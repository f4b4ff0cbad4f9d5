//! Health check endpoint

use axum::{extract::State, routing::get, Json, Router};
use chrono::Utc;
use serde::Serialize;

use crate::AppState;

/// Health check response
#[derive(Debug, Serialize)]
pub struct HealthResponse {
    /// Service status (e.g., "ok")
    pub status: String,
    /// Module name ("shiptrack-agg")
    pub module: String,
    /// Crate version from Cargo.toml
    pub version: String,
    /// Seconds since service started
    pub uptime_seconds: u64,
    /// Registered ground providers in registration order
    pub providers: Vec<&'static str>,
}

/// GET /health
///
/// Health check endpoint for monitoring.
pub async fn health_check(State(state): State<AppState>) -> Json<HealthResponse> {
    let uptime = Utc::now().signed_duration_since(state.startup_time);
    let uptime_seconds = uptime.num_seconds().max(0) as u64;

    Json(HealthResponse {
        status: "ok".to_string(),
        module: "shiptrack-agg".to_string(),
        version: env!("CARGO_PKG_VERSION").to_string(),
        uptime_seconds,
        providers: state.tracker.registry().names(),
    })
}

/// Build health check routes
pub fn health_routes() -> Router<AppState> {
    Router::new().route("/health", get(health_check))
}
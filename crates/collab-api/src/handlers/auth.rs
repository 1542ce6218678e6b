//! Auth handlers — register, login, OAuth login, verify, logout,
//! invalidate-others.

use axum::Json;
use axum::extract::{Path, State};
use axum::http::StatusCode;
use axum::response::{IntoResponse, Response};
use axum_extra::extract::cookie::{Cookie, CookieJar, SameSite};
use validator::ValidateEmail;

use collab_auth::session::SessionHandle;
use collab_core::error::AppError;
use collab_entity::user::{NewUser, Provider, User};

use crate::dto::request::{LoginRequest, OAuthRequest, RegisterRequest};
use crate::dto::response::{AuthResponse, MessageResponse, UserResponse, VerifyResponse};
use crate::error::{ApiError, ApiErrorResponse};
use crate::extractors::auth::{AUTH_COOKIE, AuthUser};
use crate::state::AppState;

/// POST /api/auth/register
pub async fn register(
    State(state): State<AppState>,
    jar: CookieJar,
    Json(req): Json<RegisterRequest>,
) -> Result<Response, ApiError> {
    let (username, email, password) = match (req.username, req.email, req.password) {
        (Some(u), Some(e), Some(p)) if !u.is_empty() && !e.is_empty() && !p.is_empty() => (u, e, p),
        _ => return Err(AppError::validation("Missing required fields").into()),
    };

    if !email.validate_email() {
        return Err(AppError::validation("Invalid email format").into());
    }

    if state.store.find_by_email(&email).await?.is_some() {
        return Err(AppError::conflict("Email already registered").into());
    }
    if state.store.find_by_username(&username).await?.is_some() {
        return Err(AppError::conflict("Username already taken").into());
    }

    let password_hash = state.password_hasher.hash_password(&password)?;
    let user = state
        .store
        .create(&NewUser::with_password(username, email, password_hash))
        .await?;

    let session = state.session_authority.create_session(&user).await?;

    Ok(session_response(
        StatusCode::CREATED,
        jar,
        "Registration successful",
        &user,
        &session,
    ))
}

/// POST /api/auth/login
pub async fn login(
    State(state): State<AppState>,
    jar: CookieJar,
    Json(req): Json<LoginRequest>,
) -> Result<Response, ApiError> {
    let (email, password) = match (req.email, req.password) {
        (Some(e), Some(p)) if !e.is_empty() && !p.is_empty() => (e, p),
        _ => return Err(AppError::validation("Missing email or password").into()),
    };

    let Some(user) = state.store.find_by_email(&email).await? else {
        // The frontend offers signup when the account does not exist.
        let body = ApiErrorResponse {
            error: "NOT_FOUND".to_string(),
            message: "User not found".to_string(),
            suggest_signup: Some(true),
        };
        return Ok((StatusCode::NOT_FOUND, Json(body)).into_response());
    };

    let valid = state
        .password_hasher
        .verify_optional(&password, user.password_hash.as_deref())?;
    if !valid {
        return Err(AppError::invalid_credentials("Invalid credentials").into());
    }

    let session = state.session_authority.create_session(&user).await?;

    Ok(session_response(
        StatusCode::OK,
        jar,
        "Login successful",
        &user,
        &session,
    ))
}

/// POST /api/auth/oauth/{provider}
pub async fn oauth_login(
    State(state): State<AppState>,
    Path(provider): Path<String>,
    jar: CookieJar,
    Json(req): Json<OAuthRequest>,
) -> Result<Response, ApiError> {
    let provider: Provider = provider
        .parse()
        .map_err(|e| AppError::validation(format!("{e}")))?;

    let code = match req.code {
        Some(code) if !code.is_empty() => code,
        _ => return Err(AppError::validation("Missing authorization code").into()),
    };

    let result = state.oauth_linker.login(provider, &code).await?;

    Ok(session_response(
        StatusCode::OK,
        jar,
        format!("Logged in via {provider}"),
        &result.user,
        &result.session,
    ))
}

/// GET /api/auth/verify
pub async fn verify(auth: AuthUser) -> Json<VerifyResponse> {
    Json(VerifyResponse {
        user: UserResponse::from(auth.user()),
    })
}

/// POST /api/auth/logout
pub async fn logout(
    State(state): State<AppState>,
    jar: CookieJar,
    auth: AuthUser,
) -> Result<Response, ApiError> {
    state.session_authority.end_session(auth.user()).await?;

    // Always send the removal cookie; a bearer-authenticated client may
    // still hold a stale cookie from an earlier browser login.
    let jar = jar.add(clearing_cookie());
    let body = MessageResponse {
        message: "Logged out successfully".to_string(),
    };
    Ok((StatusCode::OK, jar, Json(body)).into_response())
}

/// POST /api/auth/sessions/invalidate-others
pub async fn invalidate_others(
    State(state): State<AppState>,
    jar: CookieJar,
    auth: AuthUser,
) -> Result<Response, ApiError> {
    let session = state
        .session_authority
        .invalidate_others(auth.user())
        .await?;

    Ok(session_response(
        StatusCode::OK,
        jar,
        "Other sessions invalidated",
        auth.user(),
        &session,
    ))
}

/// Builds the standard session response: body with user + token, and
/// the auth cookie set on the jar.
fn session_response(
    status: StatusCode,
    jar: CookieJar,
    message: impl Into<String>,
    user: &User,
    session: &SessionHandle,
) -> Response {
    let jar = jar.add(auth_cookie(session.token.clone()));
    let body = AuthResponse {
        message: message.into(),
        user: UserResponse::from(user),
        token: session.token.clone(),
    };
    (status, jar, Json(body)).into_response()
}

/// The HTTP-only session cookie. SameSite=None because the frontend is
/// served from a different origin than the API.
fn auth_cookie(token: String) -> Cookie<'static> {
    Cookie::build((AUTH_COOKIE, token))
        .path("/")
        .http_only(true)
        .secure(true)
        .same_site(SameSite::None)
        .build()
}

/// An expired copy of the auth cookie, overwriting it on the client.
fn clearing_cookie() -> Cookie<'static> {
    let mut cookie = auth_cookie(String::new());
    cookie.make_removal();
    cookie
}
//! Integration tests for single-session enforcement.
//!
//! Each user has at most one live session: every new login replaces
//! the previous session marker, so older tokens stop validating even
//! though they are still cryptographically sound.

mod helpers;

use http::StatusCode;
use serde_json::json;

use helpers::TestApp;

#[tokio::test]
async fn test_second_login_supersedes_first() {
    let app = TestApp::new();
    app.register("alice", "alice@x.com", "hunter2!").await;

    let first = app.login("alice@x.com", "hunter2!").await;
    let second = app.login("alice@x.com", "hunter2!").await;
    assert_ne!(first, second);

    let stale = app
        .request("GET", "/api/auth/verify", None, Some(&first))
        .await;
    assert_eq!(stale.status, StatusCode::UNAUTHORIZED);
    assert_eq!(stale.body["error"], "UNAUTHORIZED");

    let live = app
        .request("GET", "/api/auth/verify", None, Some(&second))
        .await;
    assert_eq!(live.status, StatusCode::OK, "{:?}", live.body);
}

#[tokio::test]
async fn test_sessions_are_isolated_per_user() {
    let app = TestApp::new();
    let alice = app.register("alice", "alice@x.com", "hunter2!").await;
    let bob = app.register("bob", "bob@x.com", "hunter2!").await;

    // Bob logging in again must not disturb Alice's session.
    app.login("bob@x.com", "hunter2!").await;

    let alice_verify = app
        .request("GET", "/api/auth/verify", None, Some(&alice))
        .await;
    assert_eq!(alice_verify.status, StatusCode::OK);

    let bob_stale = app
        .request("GET", "/api/auth/verify", None, Some(&bob))
        .await;
    assert_eq!(bob_stale.status, StatusCode::UNAUTHORIZED);
}

#[tokio::test]
async fn test_invalidate_others_rotates_session() {
    let app = TestApp::new();
    let token = app.register("alice", "alice@x.com", "hunter2!").await;

    let response = app
        .request(
            "POST",
            "/api/auth/sessions/invalidate-others",
            None,
            Some(&token),
        )
        .await;
    assert_eq!(response.status, StatusCode::OK, "{:?}", response.body);
    assert_eq!(response.body["message"], "Other sessions invalidated");

    let fresh = response.token();
    assert_ne!(fresh, token);

    let stale = app
        .request("GET", "/api/auth/verify", None, Some(&token))
        .await;
    assert_eq!(stale.status, StatusCode::UNAUTHORIZED);

    let live = app
        .request("GET", "/api/auth/verify", None, Some(&fresh))
        .await;
    assert_eq!(live.status, StatusCode::OK, "{:?}", live.body);
}

#[tokio::test]
async fn test_invalidate_others_requires_auth() {
    let app = TestApp::new();

    let response = app
        .request("POST", "/api/auth/sessions/invalidate-others", None, None)
        .await;
    assert_eq!(response.status, StatusCode::UNAUTHORIZED);
}

#[tokio::test]
async fn test_token_for_deleted_marker_is_rejected() {
    let app = TestApp::new();
    let token = app.register("alice", "alice@x.com", "hunter2!").await;

    app.request("POST", "/api/auth/logout", None, Some(&token))
        .await;

    // The marker is gone but the token is still well-formed and unexpired.
    let response = app
        .request("GET", "/api/auth/verify", None, Some(&token))
        .await;
    assert_eq!(response.status, StatusCode::UNAUTHORIZED);
}

/// The full lifecycle: register, fail a login, log in twice, and watch
/// the first token die when the second login lands.
#[tokio::test]
async fn test_full_session_lifecycle() {
    let app = TestApp::new();

    let register = app
        .request(
            "POST",
            "/api/auth/register",
            Some(json!({
                "username": "alice",
                "email": "alice@x.com",
                "password": "hunter2!",
            })),
            None,
        )
        .await;
    assert_eq!(register.status, StatusCode::CREATED);
    assert_eq!(register.body["user"]["id"], 1);

    let bad_login = app
        .request(
            "POST",
            "/api/auth/login",
            Some(json!({ "email": "alice@x.com", "password": "wrong" })),
            None,
        )
        .await;
    assert_eq!(bad_login.status, StatusCode::UNAUTHORIZED);

    let first = app.login("alice@x.com", "hunter2!").await;
    let verify_first = app
        .request("GET", "/api/auth/verify", None, Some(&first))
        .await;
    assert_eq!(verify_first.status, StatusCode::OK);

    let second = app.login("alice@x.com", "hunter2!").await;

    let stale = app
        .request("GET", "/api/auth/verify", None, Some(&first))
        .await;
    assert_eq!(stale.status, StatusCode::UNAUTHORIZED);

    let live = app
        .request("GET", "/api/auth/verify", None, Some(&second))
        .await;
    assert_eq!(live.status, StatusCode::OK);
    assert_eq!(live.body["user"]["username"], "alice");
}
//! Password hashing.

pub mod hasher;

pub use hasher::PasswordHasher;
//! JWT claims structure embedded in every session token.

use chrono::{DateTime, Utc};
use serde::{Deserialize, Serialize};
use uuid::Uuid;

/// Claims payload of a session bearer token.
///
/// The token is self-contained: the server persists no token object,
/// only the per-user session marker that `sid` is checked against.
#[derive(Debug, Clone, PartialEq, Eq, Serialize, Deserialize)]
pub struct Claims {
    /// Subject — the user ID.
    pub sub: i64,
    /// Session ID this token belongs to.
    pub sid: Uuid,
    /// Issued-at timestamp (seconds since epoch).
    pub iat: i64,
    /// Expiration timestamp (seconds since epoch).
    pub exp: i64,
}

impl Claims {
    /// Returns the user ID from the subject claim.
    pub fn user_id(&self) -> i64 {
        self.sub
    }

    /// Returns the session ID.
    pub fn session_id(&self) -> Uuid {
        self.sid
    }

    /// Returns the expiration as a `DateTime<Utc>`.
    pub fn expires_at(&self) -> DateTime<Utc> {
        DateTime::from_timestamp(self.exp, 0).unwrap_or_else(Utc::now)
    }

    /// Checks whether this token has expired.
    pub fn is_expired(&self) -> bool {
        Utc::now().timestamp() >= self.exp
    }
}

## Task directions
The lines you need are those holding the word "every"; copy each of them from the material above.

## Exercise result
//! Each user has at most one live session: every new login replaces
//! JWT claims structure embedded in every session token.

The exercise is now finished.